> [Work task]: Set down exactly the entries below, beginning at their first line and ending at the line with "the process console.".

> [Recorded data]:
>>>

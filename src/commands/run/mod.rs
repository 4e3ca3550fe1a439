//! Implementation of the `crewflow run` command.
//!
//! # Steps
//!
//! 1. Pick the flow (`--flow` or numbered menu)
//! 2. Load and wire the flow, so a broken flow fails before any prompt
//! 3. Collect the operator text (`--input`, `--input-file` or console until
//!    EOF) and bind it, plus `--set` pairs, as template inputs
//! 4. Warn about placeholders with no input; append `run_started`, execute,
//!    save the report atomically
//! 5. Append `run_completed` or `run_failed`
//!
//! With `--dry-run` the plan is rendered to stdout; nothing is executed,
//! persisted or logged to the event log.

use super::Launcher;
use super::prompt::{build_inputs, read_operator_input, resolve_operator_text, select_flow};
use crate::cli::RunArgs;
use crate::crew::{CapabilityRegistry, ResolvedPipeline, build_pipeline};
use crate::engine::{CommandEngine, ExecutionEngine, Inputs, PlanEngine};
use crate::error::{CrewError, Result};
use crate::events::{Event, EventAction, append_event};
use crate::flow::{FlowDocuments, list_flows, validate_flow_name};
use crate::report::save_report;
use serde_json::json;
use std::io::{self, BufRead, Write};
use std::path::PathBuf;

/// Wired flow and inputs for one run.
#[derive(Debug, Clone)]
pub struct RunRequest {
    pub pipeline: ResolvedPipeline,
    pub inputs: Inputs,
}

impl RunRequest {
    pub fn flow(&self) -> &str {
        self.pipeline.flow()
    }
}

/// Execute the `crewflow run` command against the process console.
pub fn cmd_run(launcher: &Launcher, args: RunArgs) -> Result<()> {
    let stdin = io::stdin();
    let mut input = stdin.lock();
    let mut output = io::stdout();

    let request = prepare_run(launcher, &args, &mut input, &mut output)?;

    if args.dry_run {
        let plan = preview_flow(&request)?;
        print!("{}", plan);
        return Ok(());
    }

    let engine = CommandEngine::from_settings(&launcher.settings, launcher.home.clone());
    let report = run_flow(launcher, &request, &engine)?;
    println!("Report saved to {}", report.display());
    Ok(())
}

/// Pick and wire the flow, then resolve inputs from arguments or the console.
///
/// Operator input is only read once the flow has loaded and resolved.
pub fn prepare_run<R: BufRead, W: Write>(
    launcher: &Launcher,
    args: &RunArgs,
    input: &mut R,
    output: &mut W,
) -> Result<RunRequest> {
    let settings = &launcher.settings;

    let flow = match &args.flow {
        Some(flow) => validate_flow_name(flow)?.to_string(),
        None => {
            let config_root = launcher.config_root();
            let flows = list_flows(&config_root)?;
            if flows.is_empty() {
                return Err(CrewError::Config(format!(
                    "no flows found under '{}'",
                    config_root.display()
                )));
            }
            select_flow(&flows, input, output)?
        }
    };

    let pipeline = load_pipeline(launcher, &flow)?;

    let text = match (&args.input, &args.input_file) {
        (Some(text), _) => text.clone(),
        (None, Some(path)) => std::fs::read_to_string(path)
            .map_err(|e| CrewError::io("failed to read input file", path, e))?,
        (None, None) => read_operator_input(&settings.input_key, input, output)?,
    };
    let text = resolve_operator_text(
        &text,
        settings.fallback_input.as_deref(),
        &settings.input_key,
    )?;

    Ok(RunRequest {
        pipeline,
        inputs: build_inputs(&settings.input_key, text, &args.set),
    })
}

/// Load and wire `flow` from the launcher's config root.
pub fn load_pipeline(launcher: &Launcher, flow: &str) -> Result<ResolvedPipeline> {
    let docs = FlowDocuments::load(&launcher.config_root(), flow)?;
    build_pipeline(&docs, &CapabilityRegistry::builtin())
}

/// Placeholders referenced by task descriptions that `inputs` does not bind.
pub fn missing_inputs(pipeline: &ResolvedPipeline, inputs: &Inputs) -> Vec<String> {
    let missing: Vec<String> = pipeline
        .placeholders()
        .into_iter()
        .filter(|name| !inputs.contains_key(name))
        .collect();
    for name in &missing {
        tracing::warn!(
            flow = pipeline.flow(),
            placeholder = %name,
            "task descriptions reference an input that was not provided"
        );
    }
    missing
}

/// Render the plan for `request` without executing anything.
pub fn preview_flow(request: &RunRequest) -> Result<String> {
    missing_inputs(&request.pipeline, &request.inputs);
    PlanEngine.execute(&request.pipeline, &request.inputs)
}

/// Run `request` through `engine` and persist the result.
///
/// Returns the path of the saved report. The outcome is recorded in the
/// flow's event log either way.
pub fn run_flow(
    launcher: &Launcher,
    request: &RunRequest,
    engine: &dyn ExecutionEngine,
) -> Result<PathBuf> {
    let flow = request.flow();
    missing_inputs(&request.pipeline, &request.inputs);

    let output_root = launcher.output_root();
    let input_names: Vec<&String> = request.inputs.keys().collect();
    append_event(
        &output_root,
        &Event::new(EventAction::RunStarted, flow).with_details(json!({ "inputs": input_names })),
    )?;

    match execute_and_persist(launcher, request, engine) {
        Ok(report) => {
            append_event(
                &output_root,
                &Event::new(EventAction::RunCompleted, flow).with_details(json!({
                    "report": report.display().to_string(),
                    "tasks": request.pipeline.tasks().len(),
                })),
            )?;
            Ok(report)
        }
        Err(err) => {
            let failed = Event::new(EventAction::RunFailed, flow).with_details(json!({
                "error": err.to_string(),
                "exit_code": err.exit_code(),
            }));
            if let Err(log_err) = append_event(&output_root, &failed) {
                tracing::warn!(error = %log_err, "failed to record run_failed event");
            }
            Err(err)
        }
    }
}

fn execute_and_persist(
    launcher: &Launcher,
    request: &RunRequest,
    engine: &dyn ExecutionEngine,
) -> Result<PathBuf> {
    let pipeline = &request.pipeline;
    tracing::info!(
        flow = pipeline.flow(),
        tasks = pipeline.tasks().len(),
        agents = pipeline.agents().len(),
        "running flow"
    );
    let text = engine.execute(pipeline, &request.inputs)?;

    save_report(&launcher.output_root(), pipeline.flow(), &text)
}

<<<

> [Output of the task]:
filename src/commands/run/mod.rs
repository 4e3ca3550fe1a439
//! Implementation of the `crewflow run` command.
//!
//! # Steps
//!
//! 1. Pick the flow (`--flow` or numbered menu)
//! 2. Load and wire the flow, so a broken flow fails before any prompt
//! 3. Collect the operator text (`--input`, `--input-file` or console until
//!    EOF) and bind it, plus `--set` pairs, as template inputs
//! 4. Warn about placeholders with no input; append `run_started`, execute,
//!    save the report atomically
//! 5. Append `run_completed` or `run_failed`
//!
//! With `--dry-run` the plan is rendered to stdout; nothing is executed,
//! persisted or logged to the event log.

use super::Launcher;
use super::prompt::{build_inputs, read_operator_input, resolve_operator_text, select_flow};
use crate::cli::RunArgs;
use crate::crew::{CapabilityRegistry, ResolvedPipeline, build_pipeline};
use crate::engine::{CommandEngine, ExecutionEngine, Inputs, PlanEngine};
use crate::error::{CrewError, Result};
use crate::events::{Event, EventAction, append_event};
use crate::flow::{FlowDocuments, list_flows, validate_flow_name};
use crate::report::save_report;
use serde_json::json;
use std::io::{self, BufRead, Write};
use std::path::PathBuf;

/// Wired flow and inputs for one run.
#[derive(Debug, Clone)]
pub struct RunRequest {
    pub pipeline: ResolvedPipeline,
    pub inputs: Inputs,
}

impl RunRequest {
    pub fn flow(&self) -> &str {
        self.pipeline.flow()
    }
}

/// Execute the `crewflow run` command against the process console.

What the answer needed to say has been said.